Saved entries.

//! In-memory durable buffer with cross-channel merging.
//!
//! Samples from different channels that arrive within the merge window of an
//! already-buffered reading fold into that reading's sparse fields instead of
//! creating a new row. Flush clears the buffer optimistically and requeues
//! the whole batch in order when the transaction fails; no sample is ever
//! dropped.

use std::collections::VecDeque;

use tracing::{debug, warn};

use contracts::{BufferConfig, BufferedReading, DecodedSample, RowStore, SampleEvent};

/// Outcome of one flush pass
#[derive(Debug, PartialEq, Eq)]
pub enum FlushOutcome {
    /// Nothing buffered
    Empty,
    /// Batch committed
    Flushed { rows: usize },
    /// Transaction failed; batch requeued at the front. `alert` is true only
    /// for the first failure since the last success, so sustained failure
    /// does not storm the operator.
    Failed {
        requeued: usize,
        alert: bool,
        message: String,
    },
}

#[derive(Debug)]
pub struct DurableBuffer {
    merge_window_ms: i64,
    merge_search_depth: usize,
    rows: VecDeque<BufferedReading>,
    alert_latched: bool,
}

impl DurableBuffer {
    pub fn new(config: &BufferConfig) -> Self {
        Self {
            merge_window_ms: config.merge_window_ms,
            merge_search_depth: config.merge_search_depth,
            rows: VecDeque::new(),
            alert_latched: false,
        }
    }

    pub fn len(&self) -> usize {
        self.rows.len()
    }

    pub fn is_empty(&self) -> bool {
        self.rows.is_empty()
    }

    /// Append one decoded sample. Only persistable channels are buffered;
    /// heart-rate values live in the detection snapshot instead.
    pub fn append(&mut self, event: &SampleEvent) {
        let ts = event.captured_at_ms;
        match event.sample {
            DecodedSample::Ppg { value } => {
                self.merge_or_push(ts, |r| {
                    if r.ppg.is_none() {
                        r.ppg = Some(value);
                        true
                    } else {
                        false
                    }
                });
            }
            DecodedSample::Accel { raw } => {
                self.merge_or_push(ts, |r| {
                    if r.acc.is_none() {
                        r.acc = Some(raw);
                        true
                    } else {
                        false
                    }
                });
            }
            DecodedSample::Gyro { raw } => {
                self.merge_or_push(ts, |r| {
                    if r.gyro.is_none() {
                        r.gyro = Some(raw);
                        true
                    } else {
                        false
                    }
                });
            }
            _ => {}
        }
    }

    /// Bounded backward search for a mergeable reading; otherwise a new row.
    fn merge_or_push<F>(&mut self, ts: i64, mut try_set: F)
    where
        F: FnMut(&mut BufferedReading) -> bool,
    {
        let depth = self.merge_search_depth.min(self.rows.len());
        let start = self.rows.len() - depth;
        for i in (start..self.rows.len()).rev() {
            let row = &mut self.rows[i];
            if (row.timestamp_ms - ts).abs() <= self.merge_window_ms && try_set(row) {
                return;
            }
        }
        let mut row = BufferedReading::at(ts);
        try_set(&mut row);
        self.rows.push_back(row);
    }

    /// One transactional flush. The buffer clears before the transaction
    /// completes; failure re-prepends the batch so later appends queue after
    /// it.
    pub fn flush(&mut self, store: &dyn RowStore) -> FlushOutcome {
        if self.rows.is_empty() {
            return FlushOutcome::Empty;
        }

        let batch: Vec<BufferedReading> = self.rows.drain(..).collect();
        match store.insert_batch(&batch) {
            Ok(()) => {
                self.alert_latched = false;
                debug!(rows = batch.len(), "buffer flushed");
                metrics::counter!("buffer_rows_flushed_total").increment(batch.len() as u64);
                FlushOutcome::Flushed { rows: batch.len() }
            }
            Err(e) => {
                let requeued = batch.len();
                for row in batch.into_iter().rev() {
                    self.rows.push_front(row);
                }
                let alert = !self.alert_latched;
                self.alert_latched = true;
                warn!(requeued, error = %e, "flush failed, batch requeued");
                metrics::counter!("buffer_flush_failures_total").increment(1);
                FlushOutcome::Failed {
                    requeued,
                    alert,
                    message: e.to_string(),
                }
            }
        }
    }
}

#[cfg(test)]
mod tests {
    use super::*;
    use crate::MemoryRowStore;
    use contracts::AxisTriple;

    fn buffer() -> DurableBuffer {
        DurableBuffer::new(&BufferConfig::default())
    }

    fn acc(ts: i64) -> SampleEvent {
        SampleEvent::new(
            DecodedSample::Accel {
                raw: AxisTriple::new(1, 2, 3),
            },
            ts,
        )
    }

    fn gyro(ts: i64) -> SampleEvent {
        SampleEvent::new(
            DecodedSample::Gyro {
                raw: AxisTriple::new(4, 5, 6),
            },
            ts,
        )
    }

    fn ppg(ts: i64) -> SampleEvent {
        SampleEvent::new(DecodedSample::Ppg { value: 9_000 }, ts)
    }

    #[test]
    fn test_channels_within_window_merge_into_one_row() {
        let mut buf = buffer();
        buf.append(&acc(1_000));
        buf.append(&gyro(1_030));
        buf.append(&ppg(1_049));
        assert_eq!(buf.len(), 1);

        let store = MemoryRowStore::new();
        assert_eq!(buf.flush(&store), FlushOutcome::Flushed { rows: 1 });
        let rows = store.fetch_unsynced(10).unwrap();
        let r = &rows[0].reading;
        assert!(r.ppg.is_some() && r.acc.is_some() && r.gyro.is_some());
    }

    #[test]
    fn test_outside_window_starts_new_row() {
        let mut buf = buffer();
        buf.append(&acc(1_000));
        buf.append(&gyro(1_051));
        assert_eq!(buf.len(), 2);
    }

    #[test]
    fn test_same_channel_never_merges() {
        let mut buf = buffer();
        buf.append(&acc(1_000));
        buf.append(&acc(1_010));
        assert_eq!(buf.len(), 2);
    }

    #[test]
    fn test_merge_search_is_bounded() {
        let mut buf = buffer();
        buf.append(&ppg(1_000));
        for i in 0..10 {
            buf.append(&gyro(5_000 + i * 100));
        }
        assert_eq!(buf.len(), 11);
        // The only in-window candidate is row 0, which the bounded backward
        // search no longer reaches; a new row is started instead.
        buf.append(&acc(1_010));
        assert_eq!(buf.len(), 12);
    }

    #[test]
    fn test_failed_flush_requeues_in_order_and_latches_alert() {
        let mut buf = buffer();
        buf.append(&acc(1_000));
        buf.append(&acc(2_000));

        let store = MemoryRowStore::new();
        store.fail_next_inserts(2);

        match buf.flush(&store) {
            FlushOutcome::Failed { requeued, alert, .. } => {
                assert_eq!(requeued, 2);
                assert!(alert);
            }
            other => panic!("expected failure, got {other:?}"),
        }
        // Later appends queue after the requeued batch.
        buf.append(&acc(3_000));
        assert_eq!(buf.len(), 3);

        // Second consecutive failure must not alert again.
        match buf.flush(&store) {
            FlushOutcome::Failed { alert, .. } => assert!(!alert),
            other => panic!("expected failure, got {other:?}"),
        }

        // Recovery commits every buffered row, oldest first, and re-arms the
        // alert latch.
        assert_eq!(buf.flush(&store), FlushOutcome::Flushed { rows: 3 });
        let rows = store.fetch_unsynced(10).unwrap();
        assert_eq!(rows.len(), 3);
        assert_eq!(rows[0].reading.timestamp_ms, 1_000);
        assert_eq!(rows[2].reading.timestamp_ms, 3_000);

        store.fail_next_inserts(1);
        buf.append(&acc(4_000));
        match buf.flush(&store) {
            FlushOutcome::Failed { alert, .. } => assert!(alert),
            other => panic!("expected failure, got {other:?}"),
        }
    }
}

Description of the task. Go through the records above and, whenever a line includes the word "appends", copy it.

Answer to the exercise.
    /// completes; failure re-prepends the batch so later appends queue after
        // Later appends queue after the requeued batch.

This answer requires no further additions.